TASK INSTRUCTIONS:
In the records below, find the line containing "mod export;" and the line containing "let bucket = match"; please repeat exactly the lines from one to the other, both included, and nothing more.

DATA FOR THIS TASK:
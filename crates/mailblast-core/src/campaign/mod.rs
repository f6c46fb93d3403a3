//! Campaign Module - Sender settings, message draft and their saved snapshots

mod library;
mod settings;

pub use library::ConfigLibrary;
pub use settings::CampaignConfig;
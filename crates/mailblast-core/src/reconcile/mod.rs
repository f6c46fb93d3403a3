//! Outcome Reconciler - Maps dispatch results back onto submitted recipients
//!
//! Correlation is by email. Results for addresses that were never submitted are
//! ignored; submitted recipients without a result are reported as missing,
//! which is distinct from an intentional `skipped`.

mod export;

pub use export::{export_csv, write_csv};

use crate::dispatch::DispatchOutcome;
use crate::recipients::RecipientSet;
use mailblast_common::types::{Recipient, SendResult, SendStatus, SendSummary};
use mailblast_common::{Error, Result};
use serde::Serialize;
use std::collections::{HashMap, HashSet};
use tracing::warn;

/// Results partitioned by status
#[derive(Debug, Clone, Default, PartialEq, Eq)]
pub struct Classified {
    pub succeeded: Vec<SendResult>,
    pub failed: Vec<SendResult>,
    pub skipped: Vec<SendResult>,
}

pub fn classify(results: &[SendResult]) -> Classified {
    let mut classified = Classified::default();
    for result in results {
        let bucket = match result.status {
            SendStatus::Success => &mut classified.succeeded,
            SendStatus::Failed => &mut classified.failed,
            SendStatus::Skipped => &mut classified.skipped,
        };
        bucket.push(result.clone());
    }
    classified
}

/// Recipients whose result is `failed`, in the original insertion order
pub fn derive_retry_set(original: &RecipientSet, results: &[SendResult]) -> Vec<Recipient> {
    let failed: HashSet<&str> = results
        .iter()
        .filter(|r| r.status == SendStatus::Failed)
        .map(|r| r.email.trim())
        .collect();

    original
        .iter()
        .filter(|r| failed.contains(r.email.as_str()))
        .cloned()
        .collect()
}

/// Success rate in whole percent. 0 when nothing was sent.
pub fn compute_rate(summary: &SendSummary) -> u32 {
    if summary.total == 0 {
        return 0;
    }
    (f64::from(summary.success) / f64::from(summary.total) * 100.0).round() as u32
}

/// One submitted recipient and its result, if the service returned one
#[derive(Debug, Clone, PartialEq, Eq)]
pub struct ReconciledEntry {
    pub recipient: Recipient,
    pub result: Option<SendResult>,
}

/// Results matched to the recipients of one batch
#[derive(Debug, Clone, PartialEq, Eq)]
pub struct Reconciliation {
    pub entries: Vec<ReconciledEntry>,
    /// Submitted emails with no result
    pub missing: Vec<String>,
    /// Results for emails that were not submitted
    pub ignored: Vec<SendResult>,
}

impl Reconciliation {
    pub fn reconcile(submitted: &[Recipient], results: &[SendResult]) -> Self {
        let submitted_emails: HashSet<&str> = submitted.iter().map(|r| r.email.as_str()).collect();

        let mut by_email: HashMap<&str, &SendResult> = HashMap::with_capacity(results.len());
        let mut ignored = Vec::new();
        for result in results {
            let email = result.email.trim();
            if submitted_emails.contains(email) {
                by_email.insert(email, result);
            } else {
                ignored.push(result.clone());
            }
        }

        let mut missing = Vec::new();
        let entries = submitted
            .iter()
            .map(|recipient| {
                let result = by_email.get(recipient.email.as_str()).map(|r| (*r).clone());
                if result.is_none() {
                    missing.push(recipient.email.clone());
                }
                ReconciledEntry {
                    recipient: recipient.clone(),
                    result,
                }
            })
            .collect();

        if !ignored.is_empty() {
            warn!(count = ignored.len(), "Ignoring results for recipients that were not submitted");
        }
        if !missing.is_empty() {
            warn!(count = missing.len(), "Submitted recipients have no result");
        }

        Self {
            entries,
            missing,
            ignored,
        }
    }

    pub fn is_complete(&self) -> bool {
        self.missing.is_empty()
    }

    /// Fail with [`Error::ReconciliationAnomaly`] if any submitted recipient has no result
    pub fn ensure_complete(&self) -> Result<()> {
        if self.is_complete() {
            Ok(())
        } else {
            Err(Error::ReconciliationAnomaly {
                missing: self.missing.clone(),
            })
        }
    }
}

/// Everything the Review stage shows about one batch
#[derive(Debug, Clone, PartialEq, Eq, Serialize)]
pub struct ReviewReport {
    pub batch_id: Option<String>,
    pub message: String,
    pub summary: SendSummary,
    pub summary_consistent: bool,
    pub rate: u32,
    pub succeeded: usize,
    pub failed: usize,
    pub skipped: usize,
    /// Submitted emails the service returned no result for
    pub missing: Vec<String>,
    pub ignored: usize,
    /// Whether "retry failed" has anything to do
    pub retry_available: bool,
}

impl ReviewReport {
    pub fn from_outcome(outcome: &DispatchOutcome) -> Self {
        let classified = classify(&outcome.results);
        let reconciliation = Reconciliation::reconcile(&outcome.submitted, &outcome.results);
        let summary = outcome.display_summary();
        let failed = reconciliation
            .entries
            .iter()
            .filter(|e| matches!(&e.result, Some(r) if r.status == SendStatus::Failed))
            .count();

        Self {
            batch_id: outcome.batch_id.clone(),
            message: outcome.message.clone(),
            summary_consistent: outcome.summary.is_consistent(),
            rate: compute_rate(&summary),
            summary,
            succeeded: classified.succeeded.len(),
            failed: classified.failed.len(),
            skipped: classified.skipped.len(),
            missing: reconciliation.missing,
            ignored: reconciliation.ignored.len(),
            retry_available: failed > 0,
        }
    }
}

EXERCISE RESULT:
mod export;

pub use export::{export_csv, write_csv};

use crate::dispatch::DispatchOutcome;
use crate::recipients::RecipientSet;
use mailblast_common::types::{Recipient, SendResult, SendStatus, SendSummary};
use mailblast_common::{Error, Result};
use serde::Serialize;
use std::collections::{HashMap, HashSet};
use tracing::warn;

/// Results partitioned by status
#[derive(Debug, Clone, Default, PartialEq, Eq)]
pub struct Classified {
    pub succeeded: Vec<SendResult>,
    pub failed: Vec<SendResult>,
    pub skipped: Vec<SendResult>,
}

pub fn classify(results: &[SendResult]) -> Classified {
    let mut classified = Classified::default();
    for result in results {
        let bucket = match result.status {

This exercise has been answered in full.